§ **Aim of the exercise**: In the listing below, how many lines carry the word "weeks"? Reply with only the number.

----------------------------------------

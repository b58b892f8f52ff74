//! The workflow step executor — a task handler that sweeps due step
//! executions and dispatches their emails.

use async_trait::async_trait;
use houndhub_core::Result;
use houndhub_db::ScheduledTask;
use houndhub_notify::OutboundEmail;
use houndhub_scheduler::{TaskContext, TaskHandler, TaskOutcome};

use crate::template;

/// Executes due workflow steps. Registered under [`Self::TASK_TYPE`].
pub struct WorkflowStepTask;

impl WorkflowStepTask {
    pub const TASK_TYPE: &'static str = "workflow_steps";
}

#[async_trait]
impl TaskHandler for WorkflowStepTask {
    async fn execute(&self, ctx: &TaskContext, _task: &ScheduledTask) -> Result<TaskOutcome> {
        let due = ctx.db.due_step_executions(ctx.now)?;
        let mut sent = 0i64;
        let mut failed = 0i64;

        for row in due {
            // Claim before dispatch. Losing the claim means an overlapping
            // invocation owns the row — skip, never double-send.
            if !ctx.db.claim_step_execution(row.execution_id)? {
                continue;
            }

            let email = match row.client_email.as_deref() {
                Some(e) if !e.is_empty() => e.to_string(),
                _ => {
                    // Won't resolve without a human editing the client record,
                    // so this is terminal rather than retried.
                    ctx.db
                        .fail_step_execution(row.execution_id, "no email found")?;
                    tracing::warn!(
                        "Step execution {}: client {} has no email",
                        row.execution_id,
                        row.client_id
                    );
                    failed += 1;
                    continue;
                }
            };

            let vars = [
                ("client_name", row.client_name.as_str()),
                ("workflow_name", row.workflow_name.as_str()),
                ("step_name", row.step_name.as_str()),
                ("business_name", ctx.config.business_name.as_str()),
            ];
            let links = template::attachment_links(&ctx.config.portal_base_url, &row.attachments);
            let mail = OutboundEmail {
                to: email,
                to_name: Some(row.client_name.clone()),
                subject: template::render(&row.email_subject, &vars),
                html_body: template::append_links_html(
                    &template::render(&row.email_body_html, &vars),
                    &links,
                ),
                text_body: template::append_links_text(
                    &template::render(&row.email_body_text, &vars),
                    &links,
                ),
            };

            let outcome = ctx.mailer.send(&mail).await;
            if outcome.success {
                ctx.db.complete_step_execution(row.execution_id, ctx.now)?;
                sent += 1;
                // Last step out the door completes the whole enrollment.
                if ctx.db.open_execution_count(row.enrollment_id)? == 0 {
                    ctx.db.complete_enrollment(row.enrollment_id, ctx.now)?;
                    tracing::info!("Enrollment {} completed", row.enrollment_id);
                }
            } else {
                // The enrollment stays active; the failed step is not retried
                // here and needs an external re-trigger.
                ctx.db
                    .fail_step_execution(row.execution_id, &outcome.message)?;
                tracing::warn!(
                    "Step execution {} dispatch failed: {}",
                    row.execution_id,
                    outcome.message
                );
                failed += 1;
            }
        }

        let message = if failed == 0 {
            format!("Sent {sent} step email(s)")
        } else {
            format!("Sent {sent} step email(s), {failed} failed")
        };
        Ok(TaskOutcome::new(sent + failed, message))
    }
}

#[cfg(test)]
mod tests {
    use super::*;
    use chrono::{DateTime, Duration, TimeZone, Utc};
    use houndhub_core::HoundHubConfig;
    use houndhub_db::{CrmDb, StepAttachments, WorkflowStepSeed};
    use houndhub_notify::MemoryMailer;
    use std::sync::Arc;

    use crate::enrollment::{enroll, EnrollOutcome};

    fn t0() -> DateTime<Utc> {
        Utc.with_ymd_and_hms(2026, 3, 10, 9, 0, 0).unwrap()
    }

    struct Fixture {
        db: Arc<CrmDb>,
        mailer: Arc<MemoryMailer>,
        config: Arc<HoundHubConfig>,
    }

    impl Fixture {
        fn new() -> Self {
            Self {
                db: Arc::new(CrmDb::open_in_memory().unwrap()),
                mailer: Arc::new(MemoryMailer::new()),
                config: Arc::new(HoundHubConfig::default()),
            }
        }

        fn ctx(&self, now: DateTime<Utc>) -> TaskContext {
            TaskContext {
                db: self.db.clone(),
                mailer: self.mailer.clone(),
                config: self.config.clone(),
                now,
            }
        }

        fn steps_task(&self) -> houndhub_db::ScheduledTask {
            let id = self
                .db
                .insert_task("Workflow Steps", WorkflowStepTask::TASK_TYPE, "interval", "15")
                .unwrap();
            self.db.task_by_id(id).unwrap().unwrap()
        }
    }

    fn welcome_workflow(db: &CrmDb, subject: &str) -> i64 {
        let wf = db.insert_workflow("Puppy Start", true).unwrap();
        let mut step = WorkflowStepSeed::new(wf, 1, "welcome", "immediate", "");
        step.email_subject = subject.to_string();
        step.email_body_html = "<p>Hi {client_name}, welcome to {workflow_name}!</p>".to_string();
        step.email_body_text = "Hi {client_name}, welcome to {workflow_name}!".to_string();
        db.insert_step(&step).unwrap();
        wf
    }

    #[tokio::test]
    async fn test_due_step_sends_and_completes_enrollment() {
        let fx = Fixture::new();
        let wf = welcome_workflow(&fx.db, "Welcome from {business_name}");
        let client = fx
            .db
            .insert_client("Ada", "Lovelace", Some("ada@example.com"), None)
            .unwrap();
        let EnrollOutcome::Enrolled { enrollment_id } =
            enroll(&fx.db, wf, client, "admin", t0()).unwrap()
        else {
            panic!("expected enrollment");
        };

        let ctx = fx.ctx(t0());
        let task = fx.steps_task();
        let outcome = WorkflowStepTask.execute(&ctx, &task).await.unwrap();
        assert_eq!(outcome.items_processed, 1);
        assert_eq!(outcome.message, "Sent 1 step email(s)");

        let sent = fx.mailer.sent();
        assert_eq!(sent.len(), 1);
        assert_eq!(sent[0].to, "ada@example.com");
        assert_eq!(sent[0].subject, "Welcome from HoundHub Dog Training");
        assert!(sent[0].html_body.contains("Hi Ada Lovelace, welcome to Puppy Start!"));

        let execs = fx.db.executions_for_enrollment(enrollment_id).unwrap();
        assert_eq!(execs[0].status, "completed");
        assert_eq!(execs[0].executed_at, Some(t0()));

        // Single-step workflow: the enrollment rolls up to completed.
        let enrollment = fx.db.enrollment_by_id(enrollment_id).unwrap().unwrap();
        assert_eq!(enrollment.status, "completed");
        assert_eq!(enrollment.completed_at, Some(t0()));
    }

    #[tokio::test]
    async fn test_future_steps_wait() {
        let fx = Fixture::new();
        let wf = fx.db.insert_workflow("Slow", true).unwrap();
        fx.db
            .insert_step(&WorkflowStepSeed::new(wf, 1, "later", "after_enrollment", "1 day"))
            .unwrap();
        let client = fx
            .db
            .insert_client("Ada", "Lovelace", Some("ada@example.com"), None)
            .unwrap();
        enroll(&fx.db, wf, client, "admin", t0()).unwrap();

        let ctx = fx.ctx(t0());
        let task = fx.steps_task();
        let outcome = WorkflowStepTask.execute(&ctx, &task).await.unwrap();
        assert_eq!(outcome.items_processed, 0);
        assert_eq!(fx.mailer.sent_count(), 0);

        // A tick after the delay elapses picks it up.
        let ctx = fx.ctx(t0() + Duration::days(1));
        let outcome = WorkflowStepTask.execute(&ctx, &task).await.unwrap();
        assert_eq!(outcome.items_processed, 1);
        assert_eq!(fx.mailer.sent_count(), 1);
    }

    #[tokio::test]
    async fn test_missing_email_fails_terminally() {
        let fx = Fixture::new();
        let wf = welcome_workflow(&fx.db, "Welcome");
        let client = fx.db.insert_client("Ada", "Lovelace", None, None).unwrap();
        let EnrollOutcome::Enrolled { enrollment_id } =
            enroll(&fx.db, wf, client, "admin", t0()).unwrap()
        else {
            panic!("expected enrollment");
        };

        let ctx = fx.ctx(t0());
        let task = fx.steps_task();
        let outcome = WorkflowStepTask.execute(&ctx, &task).await.unwrap();
        assert_eq!(outcome.message, "Sent 0 step email(s), 1 failed");
        assert_eq!(fx.mailer.sent_count(), 0);

        let execs = fx.db.executions_for_enrollment(enrollment_id).unwrap();
        assert_eq!(execs[0].status, "failed");
        assert_eq!(execs[0].error_message.as_deref(), Some("no email found"));
        assert!(execs[0].executed_at.is_none());

        // Terminal: the next tick does not pick the row up again.
        let outcome = WorkflowStepTask.execute(&ctx, &task).await.unwrap();
        assert_eq!(outcome.items_processed, 0);

        // A failed step keeps the enrollment active.
        let enrollment = fx.db.enrollment_by_id(enrollment_id).unwrap().unwrap();
        assert_eq!(enrollment.status, "active");
    }

    #[tokio::test]
    async fn test_dispatch_failure_marks_failed_and_keeps_enrollment() {
        let fx = Fixture::new();
        let wf = welcome_workflow(&fx.db, "Welcome");
        let client = fx
            .db
            .insert_client("Ada", "Lovelace", Some("ada@example.com"), None)
            .unwrap();
        let EnrollOutcome::Enrolled { enrollment_id } =
            enroll(&fx.db, wf, client, "admin", t0()).unwrap()
        else {
            panic!("expected enrollment");
        };

        fx.mailer.fail_with("550 mailbox unavailable");
        let ctx = fx.ctx(t0());
        let task = fx.steps_task();
        WorkflowStepTask.execute(&ctx, &task).await.unwrap();

        let execs = fx.db.executions_for_enrollment(enrollment_id).unwrap();
        assert_eq!(execs[0].status, "failed");
        assert_eq!(
            execs[0].error_message.as_deref(),
            Some("550 mailbox unavailable")
        );
        let enrollment = fx.db.enrollment_by_id(enrollment_id).unwrap().unwrap();
        assert_eq!(enrollment.status, "active");
    }

    #[tokio::test]
    async fn test_claimed_row_is_skipped() {
        let fx = Fixture::new();
        let wf = welcome_workflow(&fx.db, "Welcome");
        let client = fx
            .db
            .insert_client("Ada", "Lovelace", Some("ada@example.com"), None)
            .unwrap();
        let EnrollOutcome::Enrolled { enrollment_id } =
            enroll(&fx.db, wf, client, "admin", t0()).unwrap()
        else {
            panic!("expected enrollment");
        };

        // Simulate an overlapping invocation that already claimed the row.
        let execs = fx.db.executions_for_enrollment(enrollment_id).unwrap();
        fx.db.claim_step_execution(execs[0].id).unwrap();

        let ctx = fx.ctx(t0());
        let task = fx.steps_task();
        let outcome = WorkflowStepTask.execute(&ctx, &task).await.unwrap();
        assert_eq!(outcome.items_processed, 0);
        assert_eq!(fx.mailer.sent_count(), 0);
    }

    #[tokio::test]
    async fn test_attachment_links_rendered_into_body() {
        let fx = Fixture::new();
        let wf = fx.db.insert_workflow("Billing", true).unwrap();
        let mut step = WorkflowStepSeed::new(wf, 1, "invoice", "immediate", "");
        step.email_body_html = "<p>Your invoice is ready.</p>".to_string();
        step.email_body_text = "Your invoice is ready.".to_string();
        step.attachments = StepAttachments {
            invoice_id: Some(42),
            ..Default::default()
        };
        fx.db.insert_step(&step).unwrap();

        let client = fx
            .db
            .insert_client("Ada", "Lovelace", Some("ada@example.com"), None)
            .unwrap();
        enroll(&fx.db, wf, client, "admin", t0()).unwrap();

        let ctx = fx.ctx(t0());
        let task = fx.steps_task();
        WorkflowStepTask.execute(&ctx, &task).await.unwrap();

        let sent = fx.mailer.sent();
        assert_eq!(sent[0].html_body.matches("/invoices/").count(), 1);
        assert_eq!(sent[0].html_body.matches("/contracts/").count(), 0);
        assert_eq!(sent[0].html_body.matches("/forms/").count(), 0);
        assert_eq!(sent[0].html_body.matches("/quotes/").count(), 0);
        assert!(sent[0].text_body.contains("/invoices/42/pay"));
    }

    #[tokio::test]
    async fn test_multi_step_completion_requires_all_steps() {
        let fx = Fixture::new();
        let wf = fx.db.insert_workflow("Two Step", true).unwrap();
        fx.db
            .insert_step(&WorkflowStepSeed::new(wf, 1, "first", "immediate", ""))
            .unwrap();
        fx.db
            .insert_step(&WorkflowStepSeed::new(wf, 2, "second", "after_previous", "1 day"))
            .unwrap();
        let client = fx
            .db
            .insert_client("Ada", "Lovelace", Some("ada@example.com"), None)
            .unwrap();
        let EnrollOutcome::Enrolled { enrollment_id } =
            enroll(&fx.db, wf, client, "admin", t0()).unwrap()
        else {
            panic!("expected enrollment");
        };

        let task = fx.steps_task();
        WorkflowStepTask.execute(&fx.ctx(t0()), &task).await.unwrap();
        let enrollment = fx.db.enrollment_by_id(enrollment_id).unwrap().unwrap();
        assert_eq!(enrollment.status, "active");

        WorkflowStepTask
            .execute(&fx.ctx(t0() + Duration::days(1)), &task)
            .await
            .unwrap();
        let enrollment = fx.db.enrollment_by_id(enrollment_id).unwrap().unwrap();
        assert_eq!(enrollment.status, "completed");
        assert_eq!(fx.mailer.sent_count(), 2);
    }
}
//! Schedule calculator — next run time from a schedule type + value.
//!
//! Always computed from the moment the run completed, never the moment it
//! started, so a slow handler cannot stack an immediate re-run.

use chrono::{DateTime, Datelike, Duration, TimeZone, Utc, Weekday};
use houndhub_db::schedule;

/// Default interval when the value is unparsable.
const DEFAULT_INTERVAL_MINUTES: i64 = 60;

/// Compute the next run strictly after `completed_at`.
///
/// - `hourly`: +1 hour.
/// - `daily`: "HH:MM" resolves to tomorrow at that wall-clock time (a fixed
///   daily slot — it rolls a full day forward even when today's slot has not
///   passed yet); anything else is +1 day.
/// - `weekly`: "weekday [HH:MM]" resolves to the next occurrence of that
///   weekday, always at least one day ahead; anything else is +1 week.
/// - `interval`: +N minutes, clamped to at least 1; unparsable N is 60.
/// - unknown schedule types behave like daily.
pub fn next_run_after(
    schedule_type: &str,
    schedule_value: &str,
    completed_at: DateTime<Utc>,
) -> DateTime<Utc> {
    match schedule_type {
        schedule::HOURLY => completed_at + Duration::hours(1),
        schedule::WEEKLY => next_weekly(schedule_value, completed_at),
        schedule::INTERVAL => {
            let minutes = schedule_value
                .trim()
                .parse::<i64>()
                .unwrap_or(DEFAULT_INTERVAL_MINUTES)
                .max(1);
            completed_at + Duration::minutes(minutes)
        }
        _ => next_daily(schedule_value, completed_at),
    }
}

fn next_daily(value: &str, completed_at: DateTime<Utc>) -> DateTime<Utc> {
    match parse_hhmm(value) {
        Some((hour, minute)) => {
            let tomorrow = completed_at.date_naive() + Duration::days(1);
            match tomorrow.and_hms_opt(hour, minute, 0) {
                Some(naive) => Utc.from_utc_datetime(&naive),
                None => completed_at + Duration::days(1),
            }
        }
        None => completed_at + Duration::days(1),
    }
}

fn next_weekly(value: &str, completed_at: DateTime<Utc>) -> DateTime<Utc> {
    let mut parts = value.split_whitespace();
    let Some(target) = parts.next().and_then(parse_weekday) else {
        return completed_at + Duration::weeks(1);
    };
    let (hour, minute) = parts.next().and_then(parse_hhmm).unwrap_or((0, 0));

    let today = completed_at.weekday().num_days_from_monday() as i64;
    let mut days_ahead = (target.num_days_from_monday() as i64 - today).rem_euclid(7);
    if days_ahead == 0 {
        days_ahead = 7;
    }

    let date = completed_at.date_naive() + Duration::days(days_ahead);
    match date.and_hms_opt(hour, minute, 0) {
        Some(naive) => Utc.from_utc_datetime(&naive),
        None => completed_at + Duration::weeks(1),
    }
}

fn parse_hhmm(s: &str) -> Option<(u32, u32)> {
    let (h, m) = s.trim().split_once(':')?;
    let hour: u32 = h.parse().ok()?;
    let minute: u32 = m.parse().ok()?;
    if hour < 24 && minute < 60 {
        Some((hour, minute))
    } else {
        None
    }
}

fn parse_weekday(s: &str) -> Option<Weekday> {
    match s.to_ascii_lowercase().as_str() {
        "monday" | "mon" => Some(Weekday::Mon),
        "tuesday" | "tue" => Some(Weekday::Tue),
        "wednesday" | "wed" => Some(Weekday::Wed),
        "thursday" | "thu" => Some(Weekday::Thu),
        "friday" | "fri" => Some(Weekday::Fri),
        "saturday" | "sat" => Some(Weekday::Sat),
        "sunday" | "sun" => Some(Weekday::Sun),
        _ => None,
    }
}

#[cfg(test)]
mod tests {
    use super::*;
    use chrono::Timelike;

    fn at(h: u32, m: u32) -> DateTime<Utc> {
        // 2026-03-10 is a Tuesday
        Utc.with_ymd_and_hms(2026, 3, 10, h, m, 0).unwrap()
    }

    #[test]
    fn test_hourly() {
        assert_eq!(next_run_after("hourly", "", at(10, 30)), at(11, 30));
    }

    #[test]
    fn test_daily_with_time_always_lands_tomorrow() {
        // 09:00 today has not passed at 06:00, but the slot still rolls a
        // full day forward.
        let next = next_run_after("daily", "09:00", at(6, 0));
        assert_eq!(next, Utc.with_ymd_and_hms(2026, 3, 11, 9, 0, 0).unwrap());
    }

    #[test]
    fn test_daily_without_time() {
        let next = next_run_after("daily", "", at(14, 5));
        assert_eq!(next, Utc.with_ymd_and_hms(2026, 3, 11, 14, 5, 0).unwrap());
    }

    #[test]
    fn test_weekly_next_occurrence() {
        // Tuesday → next Friday at 08:30
        let next = next_run_after("weekly", "friday 08:30", at(12, 0));
        assert_eq!(next, Utc.with_ymd_and_hms(2026, 3, 13, 8, 30, 0).unwrap());
    }

    #[test]
    fn test_weekly_same_day_rolls_a_week() {
        let next = next_run_after("weekly", "tuesday 08:00", at(12, 0));
        assert_eq!(next, Utc.with_ymd_and_hms(2026, 3, 17, 8, 0, 0).unwrap());
    }

    #[test]
    fn test_weekly_unparsable_falls_back() {
        assert_eq!(
            next_run_after("weekly", "someday", at(12, 0)),
            at(12, 0) + Duration::weeks(1)
        );
    }

    #[test]
    fn test_interval() {
        assert_eq!(next_run_after("interval", "120", at(12, 0)), at(14, 0));
    }

    #[test]
    fn test_interval_zero_clamps_to_one_minute() {
        let next = next_run_after("interval", "0", at(12, 0));
        assert!(next >= at(12, 0) + Duration::minutes(1));
    }

    #[test]
    fn test_interval_negative_clamps() {
        assert_eq!(next_run_after("interval", "-30", at(12, 0)), at(12, 1));
    }

    #[test]
    fn test_interval_unparsable_defaults_to_an_hour() {
        assert_eq!(next_run_after("interval", "soon", at(12, 0)), at(13, 0));
    }

    #[test]
    fn test_unknown_type_behaves_like_daily() {
        let next = next_run_after("fortnightly", "", at(12, 0));
        assert_eq!(next, at(12, 0) + Duration::days(1));
        assert_eq!(next.hour(), 12);
    }
}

----------------------------------------

§ **Result**: 3